Some peripheral devices can cause or signal interrupts on the bus of a Windows CE–based platform. Typically, the peripherals are PC Cards. Some Windows CE–based platforms use standard buses, such as the Peripheral Component Interconnect (PCI) local bus, in which case, expansion cards plugged into the bus can also signal interrupts. Because these peripheral devices can cause or signal interrupts, their stream interface drivers need code to process interrupts.
The recommended method for processing interrupts is for the stream interface driver to spawn a new thread called an interrupt service thread (IST) during its processing of the XXX_Init call. When an interrupt occurs, Windows CE signals the IST. The IST interacts with the peripheral device to perform whatever device-specific processing is necessary to handle the interrupt. This method is beneficial because Windows CE versions 2.12 and earlier do not support nested interrupts. Thus, while an interrupt service routine (ISR) is running, other interrupts are masked for a short time. ISRs should therefore do as little processing as possible, only report the logical interrupt value to the operating system so that Windows CE can activate the corresponding IST. By separating the interrupt processing into a very short ISR and a longer user mode IST, interrupts can be masked for as little time as possible.
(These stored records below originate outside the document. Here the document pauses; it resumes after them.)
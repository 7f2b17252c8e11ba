use crate::error::{Error, Result};

pub struct Serializer {
	output: Vec<u8>,
}

pub fn to_vec(value: &(impl serde::Serialize + ?Sized)) -> Result<Vec<u8>> {
	let mut serializer = Serializer { output: Vec::new() };
	value.serialize(&mut serializer)?;

	Ok(serializer.output)
}

impl Serializer {
	fn put_u32(&mut self, value: u32) {
		self.output.extend(value.to_ne_bytes());
	}

	fn pad(&mut self, len: usize) {
		if len % 4 != 0 {
			self.output.extend((0..(4 - len % 4)).map(|_| 0u8));
		}
	}
}

macro_rules! unsupported {
	($($method:ident($ty:ty) => $what:literal;)*) => {
		$(
			fn $method(self, _: $ty) -> Result<()> {
				Err(Error::Unsupported($what))
			}
		)*
	};
}

impl<'a> serde::ser::Serializer for &'a mut Serializer {
	type Ok = ();
	type Error = Error;

	type SerializeSeq = Array<'a>;
	type SerializeTuple = Self;
	type SerializeTupleStruct = Self;
	type SerializeTupleVariant = serde::ser::Impossible<(), Error>;
	type SerializeMap = serde::ser::Impossible<(), Error>;
	type SerializeStruct = Self;
	type SerializeStructVariant = serde::ser::Impossible<(), Error>;

	unsupported! {
		serialize_bool(bool) => "bool";
		serialize_i8(i8) => "i8";
		serialize_i16(i16) => "i16";
		serialize_i64(i64) => "i64";
		serialize_u8(u8) => "u8";
		serialize_u16(u16) => "u16";
		serialize_u64(u64) => "u64";
		serialize_f32(f32) => "f32";
		serialize_char(char) => "char";
	}

	fn serialize_i32(self, v: i32) -> Result<()> {
		self.output.extend(v.to_ne_bytes());
		Ok(())
	}

	fn serialize_u32(self, v: u32) -> Result<()> {
		self.put_u32(v);
		Ok(())
	}

	// wl_fixed, 24.8 signed fixed point
	fn serialize_f64(self, v: f64) -> Result<()> {
		serde::Serializer::serialize_i32(self, (v * 256.0).round() as i32)
	}

	fn serialize_str(self, v: &str) -> Result<()> {
		let size = v.len() + 1;

		self.put_u32(size as u32);
		self.output.extend(v.as_bytes());
		self.output.push(0);
		self.pad(size);

		Ok(())
	}

	fn serialize_bytes(self, v: &[u8]) -> Result<()> {
		self.put_u32(v.len() as u32);
		self.output.extend(v);
		self.pad(v.len());

		Ok(())
	}

	// null string or null object
	fn serialize_none(self) -> Result<()> {
		self.put_u32(0);
		Ok(())
	}

	fn serialize_some<T: ?Sized>(self, value: &T) -> Result<()>
	where
		T: serde::Serialize,
	{
		value.serialize(self)
	}

	fn serialize_unit(self) -> Result<()> {
		Ok(())
	}

	fn serialize_unit_struct(self, _name: &'static str) -> Result<()> {
		Ok(())
	}

	fn serialize_unit_variant(
		self,
		_name: &'static str,
		variant_index: u32,
		_variant: &'static str,
	) -> Result<()> {
		self.put_u32(variant_index);
		Ok(())
	}

	fn serialize_newtype_struct<T: ?Sized>(self, _name: &'static str, value: &T) -> Result<()>
	where
		T: serde::Serialize,
	{
		value.serialize(self)
	}

	fn serialize_newtype_variant<T: ?Sized>(
		self,
		_name: &'static str,
		_variant_index: u32,
		_variant: &'static str,
		_value: &T,
	) -> Result<()>
	where
		T: serde::Serialize,
	{
		Err(Error::Unsupported("enum with data"))
	}

	fn serialize_seq(self, _len: Option<usize>) -> Result<Self::SerializeSeq> {
		let start = self.output.len();
		self.put_u32(0);

		Ok(Array {
			serializer: self,
			start,
		})
	}

	fn serialize_tuple(self, _len: usize) -> Result<Self::SerializeTuple> {
		Ok(self)
	}

	fn serialize_tuple_struct(
		self,
		_name: &'static str,
		_len: usize,
	) -> Result<Self::SerializeTupleStruct> {
		Ok(self)
	}

	fn serialize_tuple_variant(
		self,
		_name: &'static str,
		_variant_index: u32,
		_variant: &'static str,
		_len: usize,
	) -> Result<Self::SerializeTupleVariant> {
		Err(Error::Unsupported("enum with data"))
	}

	fn serialize_map(self, _len: Option<usize>) -> Result<Self::SerializeMap> {
		Err(Error::Unsupported("map"))
	}

	fn serialize_struct(self, _name: &'static str, _len: usize) -> Result<Self::SerializeStruct> {
		Ok(self)
	}

	fn serialize_struct_variant(
		self,
		_name: &'static str,
		_variant_index: u32,
		_variant: &'static str,
		_len: usize,
	) -> Result<Self::SerializeStructVariant> {
		Err(Error::Unsupported("enum with data"))
	}
}

/// `array` argument built from a sequence; the length prefix is patched in
/// once the elements are written.
pub struct Array<'a> {
	serializer: &'a mut Serializer,
	start: usize,
}

impl serde::ser::SerializeSeq for Array<'_> {
	type Ok = ();
	type Error = Error;

	fn serialize_element<T: ?Sized>(&mut self, value: &T) -> Result<()>
	where
		T: serde::Serialize,
	{
		value.serialize(&mut *self.serializer)
	}

	fn end(self) -> Result<()> {
		let len = self.serializer.output.len() - self.start - 4;

		self.serializer.output[self.start..self.start + 4]
			.copy_from_slice(&(len as u32).to_ne_bytes());
		self.serializer.pad(len);

		Ok(())
	}
}

impl serde::ser::SerializeTuple for &mut Serializer {
	type Ok = ();
	type Error = Error;

	fn serialize_element<T: ?Sized>(&mut self, value: &T) -> Result<()>
	where
		T: serde::Serialize,
	{
		value.serialize(&mut **self)
	}

	fn end(self) -> Result<()> {
		Ok(())
	}
}

impl serde::ser::SerializeTupleStruct for &mut Serializer {
	type Ok = ();
	type Error = Error;

	fn serialize_field<T: ?Sized>(&mut self, value: &T) -> Result<()>
	where
		T: serde::Serialize,
	{
		value.serialize(&mut **self)
	}

	fn end(self) -> Result<()> {
		Ok(())
	}
}

impl serde::ser::SerializeStruct for &mut Serializer {
	type Ok = ();
	type Error = Error;

	fn serialize_field<T: ?Sized>(&mut self, _key: &'static str, value: &T) -> Result<()>
	where
		T: serde::Serialize,
	{
		value.serialize(&mut **self)
	}

	fn end(self) -> Result<()> {
		Ok(())
	}
}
ISTs generally run at a high priority so that they can respond quickly to interrupt events. For most drivers, this thread should register to receive interrupt notifications from the InterruptInitialize function. For PC Card drivers, however, the thread receives notifications from the CardRequestIRQ function. PC Card drivers do not process interrupts directly because the built-in PC Card socket driver gets the raw interrupts generated by the PC Card socket. CardRequestIRQ allows you to specify a callback function that the PC Card socket driver calls when an interrupt occurs.